---------- DATASET CONTENT ----------

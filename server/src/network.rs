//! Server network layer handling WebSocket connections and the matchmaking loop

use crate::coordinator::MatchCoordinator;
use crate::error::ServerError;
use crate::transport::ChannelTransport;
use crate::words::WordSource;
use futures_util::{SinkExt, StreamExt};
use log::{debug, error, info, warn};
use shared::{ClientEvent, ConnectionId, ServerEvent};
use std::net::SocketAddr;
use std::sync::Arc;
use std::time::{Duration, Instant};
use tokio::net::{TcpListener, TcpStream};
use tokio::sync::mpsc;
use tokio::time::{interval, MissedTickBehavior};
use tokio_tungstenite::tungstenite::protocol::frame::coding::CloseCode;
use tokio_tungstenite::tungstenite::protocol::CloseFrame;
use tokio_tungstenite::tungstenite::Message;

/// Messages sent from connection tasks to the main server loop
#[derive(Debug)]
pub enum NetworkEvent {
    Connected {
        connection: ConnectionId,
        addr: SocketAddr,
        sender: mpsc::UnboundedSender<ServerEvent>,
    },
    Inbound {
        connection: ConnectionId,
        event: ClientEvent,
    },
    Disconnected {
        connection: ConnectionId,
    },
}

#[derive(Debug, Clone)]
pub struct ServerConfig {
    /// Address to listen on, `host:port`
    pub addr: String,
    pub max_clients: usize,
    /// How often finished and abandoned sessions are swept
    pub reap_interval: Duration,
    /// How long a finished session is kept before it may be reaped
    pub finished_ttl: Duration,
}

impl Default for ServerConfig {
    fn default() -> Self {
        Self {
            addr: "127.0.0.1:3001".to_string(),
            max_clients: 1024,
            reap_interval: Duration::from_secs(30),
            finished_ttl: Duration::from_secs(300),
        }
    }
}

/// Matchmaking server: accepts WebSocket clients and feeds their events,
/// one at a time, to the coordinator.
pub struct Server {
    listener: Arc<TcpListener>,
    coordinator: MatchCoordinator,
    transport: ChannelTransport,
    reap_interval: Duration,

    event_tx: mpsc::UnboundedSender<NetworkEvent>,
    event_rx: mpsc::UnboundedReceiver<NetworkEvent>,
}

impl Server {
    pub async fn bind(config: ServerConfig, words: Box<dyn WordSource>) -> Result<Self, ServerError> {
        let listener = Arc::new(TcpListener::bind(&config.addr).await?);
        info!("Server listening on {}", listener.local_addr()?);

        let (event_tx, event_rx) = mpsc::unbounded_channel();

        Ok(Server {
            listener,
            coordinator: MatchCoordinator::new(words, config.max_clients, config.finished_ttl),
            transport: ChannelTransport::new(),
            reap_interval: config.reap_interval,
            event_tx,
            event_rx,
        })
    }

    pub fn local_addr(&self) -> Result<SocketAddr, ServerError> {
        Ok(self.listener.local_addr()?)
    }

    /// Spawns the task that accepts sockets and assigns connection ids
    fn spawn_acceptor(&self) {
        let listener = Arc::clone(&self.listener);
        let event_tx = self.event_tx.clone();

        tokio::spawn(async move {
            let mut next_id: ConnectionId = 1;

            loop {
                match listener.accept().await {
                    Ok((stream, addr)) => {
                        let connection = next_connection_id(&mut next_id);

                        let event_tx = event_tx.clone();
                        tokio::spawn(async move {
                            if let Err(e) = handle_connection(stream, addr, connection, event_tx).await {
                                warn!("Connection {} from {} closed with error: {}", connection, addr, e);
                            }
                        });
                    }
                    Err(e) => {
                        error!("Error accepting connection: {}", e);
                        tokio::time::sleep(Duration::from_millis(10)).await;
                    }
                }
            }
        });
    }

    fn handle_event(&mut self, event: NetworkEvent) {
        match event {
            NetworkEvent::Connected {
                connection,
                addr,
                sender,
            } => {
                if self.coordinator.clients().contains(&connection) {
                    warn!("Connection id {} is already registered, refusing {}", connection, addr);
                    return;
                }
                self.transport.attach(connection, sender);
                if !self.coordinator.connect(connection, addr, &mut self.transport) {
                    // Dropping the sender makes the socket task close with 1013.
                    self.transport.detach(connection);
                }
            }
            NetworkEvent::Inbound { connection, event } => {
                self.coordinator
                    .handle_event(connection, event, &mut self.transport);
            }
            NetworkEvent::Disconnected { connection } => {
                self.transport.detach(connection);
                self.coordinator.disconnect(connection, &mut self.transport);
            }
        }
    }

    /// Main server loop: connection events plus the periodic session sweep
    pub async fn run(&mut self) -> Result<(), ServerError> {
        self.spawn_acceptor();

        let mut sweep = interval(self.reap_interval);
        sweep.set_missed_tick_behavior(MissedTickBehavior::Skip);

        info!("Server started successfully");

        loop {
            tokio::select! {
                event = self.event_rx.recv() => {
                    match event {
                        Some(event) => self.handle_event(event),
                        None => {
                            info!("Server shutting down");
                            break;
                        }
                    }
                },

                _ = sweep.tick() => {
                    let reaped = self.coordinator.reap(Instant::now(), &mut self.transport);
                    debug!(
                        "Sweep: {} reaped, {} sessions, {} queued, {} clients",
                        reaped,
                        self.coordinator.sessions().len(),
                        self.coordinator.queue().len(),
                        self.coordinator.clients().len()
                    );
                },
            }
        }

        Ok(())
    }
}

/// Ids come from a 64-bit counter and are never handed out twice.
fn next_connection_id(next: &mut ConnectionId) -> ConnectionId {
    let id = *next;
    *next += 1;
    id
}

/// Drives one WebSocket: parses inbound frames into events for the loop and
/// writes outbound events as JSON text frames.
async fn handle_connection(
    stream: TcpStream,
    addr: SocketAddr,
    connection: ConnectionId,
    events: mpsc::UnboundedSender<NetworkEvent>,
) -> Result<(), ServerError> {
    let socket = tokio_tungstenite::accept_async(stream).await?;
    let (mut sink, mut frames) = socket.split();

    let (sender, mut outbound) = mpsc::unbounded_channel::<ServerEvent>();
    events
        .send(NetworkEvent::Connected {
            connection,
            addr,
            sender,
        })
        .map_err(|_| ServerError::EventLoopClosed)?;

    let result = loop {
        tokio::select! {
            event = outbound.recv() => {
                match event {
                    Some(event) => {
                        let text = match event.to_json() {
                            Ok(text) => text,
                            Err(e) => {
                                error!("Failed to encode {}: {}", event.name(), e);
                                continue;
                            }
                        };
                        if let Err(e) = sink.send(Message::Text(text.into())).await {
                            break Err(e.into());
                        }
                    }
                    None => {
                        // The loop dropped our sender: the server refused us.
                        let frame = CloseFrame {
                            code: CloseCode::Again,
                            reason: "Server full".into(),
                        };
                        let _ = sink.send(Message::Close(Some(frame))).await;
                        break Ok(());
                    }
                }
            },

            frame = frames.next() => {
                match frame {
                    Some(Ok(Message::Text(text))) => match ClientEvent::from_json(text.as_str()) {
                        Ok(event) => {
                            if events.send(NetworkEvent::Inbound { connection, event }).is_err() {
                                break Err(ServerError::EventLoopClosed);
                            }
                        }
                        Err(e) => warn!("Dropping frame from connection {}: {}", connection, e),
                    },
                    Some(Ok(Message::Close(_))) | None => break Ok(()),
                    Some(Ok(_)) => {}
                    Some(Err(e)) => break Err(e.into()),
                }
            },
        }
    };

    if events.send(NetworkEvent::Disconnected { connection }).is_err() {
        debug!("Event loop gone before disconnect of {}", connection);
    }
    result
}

----------

## YOUR TASK
Please show every line above that includes the word "EventLoopClosed".

## FINAL ANSWER
        .map_err(|_| ServerError::EventLoopClosed)?;
                                break Err(ServerError::EventLoopClosed);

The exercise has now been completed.